Miała być przystań z infrastrukturą dla 50 jednostek pływających
Projekt Mariny zakładał utworzenie przystani z infrastrukturą techniczną dla 50 jednostek pływających. Miała tam się pojawiać mocowana na stałe barka administracyjno-biurowa, na której zlokalizowane byłyby pomieszczenia: kapitanatu portu (administracja), jednostki Wodnego Ochotniczego Pogotowia Ratunkowego, jednostki Straży Pożarnej, Klubu Żeglarskiego.
Przewidziano też mocowaną na stałe barkę obsługi technicznej, z pomieszczeniami socjalnymi mieszcząca: sanitariaty ogólnodostępne portu, zaplecze kuchenne i pralnię, sklep, informację turystyczną, warsztat.
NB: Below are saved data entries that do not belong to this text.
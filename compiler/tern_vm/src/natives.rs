//! Native functions registered by the embedder.
//!
//! A native is a name, an optional argument spec and a Rust closure. With a
//! spec the interpreter pops and type-checks the arguments before the call
//! and hands them over deepest first; without one the native works on the
//! operand stack directly.

use std::fmt;
use std::rc::Rc;

use rustc_hash::FxHashMap;
use smallvec::SmallVec;
use tern_ir::SymbolTable;

use crate::errors::{bad_operation, stack_underflow, type_mismatch, RuntimeResult};
use crate::interpreter::Runtime;
use crate::value::{Callable, NativeId, Value, ValueType};

pub type NativeFn = Rc<dyn Fn(&mut Runtime, &[Value]) -> RuntimeResult<()>>;

/// Popped native arguments, deepest first.
pub type NativeArgs = SmallVec<[Value; 4]>;

/// One argument letter.
#[derive(Clone, Debug, PartialEq, Eq)]
pub enum ArgKind {
    /// `n`: int, long, float or double.
    Number,
    /// `i`: int or long.
    Integer,
    /// `s`: any value, stringified.
    Str,
    /// `c`: code, closure or native.
    Callable,
    /// `l`
    List,
    /// `h`
    Hash,
    /// `v`: anything.
    Any,
    /// `A`/`B`: an object whose type name is given at registration.
    Object(Rc<str>),
}

/// Parsed argument spec. The first entry is the deepest argument.
#[derive(Clone, Debug, Default, PartialEq, Eq)]
pub struct ArgSpec {
    args: Vec<ArgKind>,
}

impl ArgSpec {
    /// Parse `spec`; `A` and `B` take their type names from `objects`.
    pub fn parse(spec: &str, objects: &[&str]) -> RuntimeResult<ArgSpec> {
        let mut args = Vec::with_capacity(spec.len());
        for ch in spec.chars() {
            let kind = match ch {
                'n' => ArgKind::Number,
                'i' => ArgKind::Integer,
                's' => ArgKind::Str,
                'c' => ArgKind::Callable,
                'l' => ArgKind::List,
                'h' => ArgKind::Hash,
                'v' => ArgKind::Any,
                'A' | 'B' => {
                    let slot = usize::from(ch == 'B');
                    let Some(name) = objects.get(slot) else {
                        return Err(bad_operation(format!(
                            "argument spec `{spec}` uses `{ch}` without an object type name"
                        )));
                    };
                    ArgKind::Object(Rc::from(*name))
                }
                other => {
                    return Err(bad_operation(format!(
                        "unknown argument letter `{other}` in `{spec}`"
                    )))
                }
            };
            args.push(kind);
        }
        Ok(ArgSpec { args })
    }

    pub fn len(&self) -> usize {
        self.args.len()
    }

    pub fn is_empty(&self) -> bool {
        self.args.is_empty()
    }

    /// Pop and check the arguments from the top of `stack`.
    pub(crate) fn take(
        &self,
        stack: &mut Vec<Value>,
        symbols: &SymbolTable,
    ) -> RuntimeResult<NativeArgs> {
        let n = self.args.len();
        if stack.len() < n {
            return Err(stack_underflow());
        }
        let start = stack.len() - n;
        let mut out = NativeArgs::new();
        for (kind, value) in self.args.iter().zip(stack.drain(start..)) {
            out.push(check_arg(kind, value, symbols)?);
        }
        Ok(out)
    }
}

fn check_arg(kind: &ArgKind, value: Value, symbols: &SymbolTable) -> RuntimeResult<Value> {
    let ok = match kind {
        ArgKind::Any => true,
        ArgKind::Str => {
            return Ok(match value {
                Value::Str(_) => value,
                other => Value::str(&other.to_display_string(symbols)),
            })
        }
        ArgKind::Number => matches!(
            value.value_type(),
            ValueType::Int | ValueType::Long | ValueType::Float | ValueType::Double
        ),
        ArgKind::Integer => matches!(value, Value::Int(_) | Value::Long(_)),
        ArgKind::Callable => value.callable_kind().is_some(),
        ArgKind::List => matches!(value, Value::List(_)),
        ArgKind::Hash => matches!(value, Value::Hash(_)),
        ArgKind::Object(name) => matches!(&value, Value::Object(o) if o.type_name() == &**name),
    };
    if ok {
        Ok(value)
    } else {
        Err(type_mismatch(kind.expected(), value.type_name()))
    }
}

impl ArgKind {
    fn expected(&self) -> &str {
        match self {
            ArgKind::Number => "number",
            ArgKind::Integer => "integer",
            ArgKind::Str => "string",
            ArgKind::Callable => "callable",
            ArgKind::List => "list",
            ArgKind::Hash => "hash",
            ArgKind::Any => "any",
            ArgKind::Object(name) => name,
        }
    }
}

pub struct Native {
    pub name: Rc<str>,
    /// `None`: the native manages the stack itself.
    pub spec: Option<ArgSpec>,
    pub func: NativeFn,
}

impl fmt::Debug for Native {
    fn fmt(&self, f: &mut fmt::Formatter<'_>) -> fmt::Result {
        f.debug_struct("Native")
            .field("name", &self.name)
            .field("spec", &self.spec)
            .finish_non_exhaustive()
    }
}

/// Registered natives, indexed by [`NativeId`].
#[derive(Debug, Default)]
pub struct NativeRegistry {
    natives: Vec<Native>,
    index: FxHashMap<Rc<str>, u32>,
}

impl NativeRegistry {
    pub fn new() -> Self {
        Self::default()
    }

    /// Register or replace `name`. Replacing keeps the id, so code already
    /// compiled against the old native calls the new one.
    pub fn register(&mut self, name: &str, spec: Option<ArgSpec>, func: NativeFn) -> NativeId {
        if let Some(&id) = self.index.get(name) {
            let native = &mut self.natives[id as usize];
            native.spec = spec;
            native.func = func;
            return NativeId(id);
        }
        let id = u32::try_from(self.natives.len())
            .unwrap_or_else(|_| crate::fatal("native id space exhausted"));
        let name: Rc<str> = Rc::from(name);
        self.index.insert(Rc::clone(&name), id);
        self.natives.push(Native { name, spec, func });
        NativeId(id)
    }

    pub fn lookup(&self, name: &str) -> Option<NativeId> {
        self.index.get(name).map(|&id| NativeId(id))
    }

    pub fn get(&self, id: NativeId) -> Option<&Native> {
        self.natives.get(id.0 as usize)
    }

    pub fn name(&self, id: NativeId) -> &str {
        self.get(id).map_or("", |n| &n.name)
    }

    pub fn len(&self) -> usize {
        self.natives.len()
    }

    pub fn is_empty(&self) -> bool {
        self.natives.is_empty()
    }
}

#[cfg(test)]
mod tests;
Zaplanowano też pomost wyposażony w stację odbioru nieczystości płynnych z wbudowanym zbiornikiem do tymczasowego przechowywania nieczystości pochodzących z jednostek pływających.
Potrzebne byłoby też pogłębienie Wisły
W ramach kompleksu przewidziano też miejsce wodowania (slip); trapy dwu - i jednobiegowe łączące elementy zagospodarowania terenu znajdujące się na wodzie z brzegiem; pomosty pływające zamocowane za pomocą obejm cumowniczych do pali (na jednym pomoście znajdować miał się podest na scenę demontowalną).
Dla potrzeb mariny konieczne byłoby też pogłębienie koryta Wisły do głębokości 2 metrów na odcinku 25 metrów od brzegu (głębokość dna dla drogi wodnej III klasy) oraz na całej przestrzeni portu.